K035009a
Fecha: 20110401
Título: Agradecer al Senor los fracasos que experimentamos con los idolos porque son ocasion de salvacion
Original en audio: 4 min. 20 seg.
Oseas, capítulo catorce, de ahí es tomada la primera lectura en la Misa de hoy.
Este es uno de los profetas llamados menores, no porque sea menor su importancia, sino porque los libros de estos profetas menores son comparativamente de menor extensión que los llamados profetas mayores; los mayores son: Isaías, Jeremías, Ezequiel y Daniel.
Oseas, en cambio, pertenece a ese grupos de profetas que tienen escritos de menor extensión, pero no de menor importancia. En este caso, por ejemplo, Oseas nos muestra en dónde está la raíz de nuestra resistencia a Dios, y la respuesta es muy sencilla: es que tenemos otros dioses.
Es decir, todo pecado es siempre un atentado contra el primer mandamiento de la Ley de Dios. Porque si el primer mandamiento lo que pide es que adoremos al Señor nuestro Dios, que lo amemos con todo nuestro corazón y con todas nuestras fuerzas, pues la idolatría es robar ese tributo, robar ese honor y amor que Dios merece para dárselo a los ídolos.
Y los ídolos son muchos. Algunos protestantes creen que el problema de los ídolos es un problema de imágenes, es decir, imágenes de madera o de yeso. Esa es una distracción tonta, esa manera de hablar de los protestantes. Porque sucede que ningún católico va a creer que una imagen de yeso o que una imagen de madera es la que tiene el poder.
Ni la madera ni el yeso tienen poder; esas imágenes cumplen una función básicamente pedagógica: nos sirven para recordar la santidad y las virtudes de las personas allí representadas. El problema no está ahí, el problema no está ni en el yeso ni en la madera, el problema está en los amarres, en la ataduras, en las cadenas que tiene el corazón.
Y esto es lo que encontramos también en el capítulo doce del evangelio según San Lucas, que corresponde al evangelio del día de hoy.

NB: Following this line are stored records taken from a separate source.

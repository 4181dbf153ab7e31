//! Configuration management (~/.config/kiln/config.toml)
//!
//! Handles loading, saving, and providing defaults for runtime settings.
//! Settings are stored in TOML format in the platform-specific config
//! directory.

use std::path::PathBuf;

use serde::{Deserialize, Serialize};

use crate::input::KeyboardMapping;

/// Runtime configuration.
///
/// Every section and field has a default, so a missing or partial config
/// file always yields a usable configuration.
#[derive(Debug, Clone, PartialEq, Serialize, Deserialize, Default)]
pub struct Config {
    /// Window and frame pacing settings
    #[serde(default)]
    pub video: VideoConfig,
    /// Audio pacing settings
    #[serde(default)]
    pub audio: AudioConfig,
    /// Input settings
    #[serde(default)]
    pub input: InputConfig,
}

/// Window and frame pacing configuration.
#[derive(Debug, Clone, PartialEq, Serialize, Deserialize)]
pub struct VideoConfig {
    /// Initial window width in pixels (default: 1280)
    #[serde(default = "default_width")]
    pub width: u32,
    /// Initial window height in pixels (default: 720)
    #[serde(default = "default_height")]
    pub height: u32,
    /// Fixed update rate the loop is paced to (default: 30)
    #[serde(default = "default_update_hz")]
    pub update_hz: u32,
}

impl Default for VideoConfig {
    fn default() -> Self {
        Self {
            width: default_width(),
            height: default_height(),
            update_hz: default_update_hz(),
        }
    }
}

/// Audio pacing configuration.
#[derive(Debug, Clone, PartialEq, Serialize, Deserialize)]
pub struct AudioConfig {
    /// Output sample rate to request from the device (default: 48000)
    #[serde(default = "default_samples_per_second")]
    pub samples_per_second: u32,
    /// Write quantum divisor: the device queue is kept filled to
    /// `samples_per_second / pace_hz` frames (default: 15)
    #[serde(default = "default_pace_hz")]
    pub pace_hz: u32,
}

impl Default for AudioConfig {
    fn default() -> Self {
        Self {
            samples_per_second: default_samples_per_second(),
            pace_hz: default_pace_hz(),
        }
    }
}

/// Input configuration.
#[derive(Debug, Clone, PartialEq, Serialize, Deserialize, Default)]
pub struct InputConfig {
    /// Keyboard bindings for the virtual controller
    #[serde(default)]
    pub keyboard: KeyboardMapping,
}

fn default_width() -> u32 {
    1280
}
fn default_height() -> u32 {
    720
}
fn default_update_hz() -> u32 {
    30
}
fn default_samples_per_second() -> u32 {
    48_000
}
fn default_pace_hz() -> u32 {
    15
}

/// Path of the config file, if a config directory can be determined.
pub fn config_path() -> Option<PathBuf> {
    directories::ProjectDirs::from("", "", "kiln").map(|dirs| dirs.config_dir().join("config.toml"))
}

/// Load the config file, falling back to defaults.
///
/// A missing file is normal (first run). A malformed file is reported and
/// ignored rather than aborting startup.
pub fn load() -> Config {
    let Some(path) = config_path() else {
        return Config::default();
    };
    let Ok(text) = std::fs::read_to_string(&path) else {
        return Config::default();
    };
    match toml::from_str(&text) {
        Ok(config) => config,
        Err(err) => {
            tracing::warn!("invalid config {}: {err}; using defaults", path.display());
            Config::default()
        }
    }
}

/// Write the config file, creating the config directory if needed.
pub fn save(config: &Config) -> anyhow::Result<()> {
    let path = config_path()
        .ok_or_else(|| anyhow::anyhow!("could not determine a config directory"))?;
    if let Some(parent) = path.parent() {
        std::fs::create_dir_all(parent)?;
    }
    std::fs::write(&path, toml::to_string_pretty(config)?)?;
    Ok(())
}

De lo que se trata en ambos casos es de dejar la idolatría, de lo que se trata es de dejarnos cautivar por Dios, y hay algo muy hermoso: con mucha frecuencia nosotros descubrimos la falsedad de los dioses porque esos dioses, que por supuesto son mentira, nos engañan, nos decepcionan.
Entonces, quiere decir que los fracasos, las decepciones que experimentamos con los ídolos son ocasión de salvación. Muchas veces, que un negocio turbio salga mal, es una gran bendición,prque eso nos aparta del ídolo del dinero. Si una relación sucia, impura se daña, ¡aleluya, bendito sea Dios! Porque entonces ese ídolo del placer cae estrepitosamente.
Si uno está tratando de mantener una imagen, y ese también es un ídolo, la imagen, la vanidad se vuelven ídolos, y de repente queda claro a todo el mundo que yo no soy lo que parecía ser, y mi imagen se resquebraja, ¡bendito sea Dios! Entonces cayó el ídolo, y cuando caen los ídolos mentirosos, suele levantarse la verdad de Dios.
Por eso hoy es un día también para agradecer al Señor, yo diría una buena parte de nuestros fracasos y cosas que nos han salido al revés, porque en esas decepciones aprendemos a reconocer que sólo Dios es firme, que sólo Él es estable, que sólo Él merece todo honor y todo amor.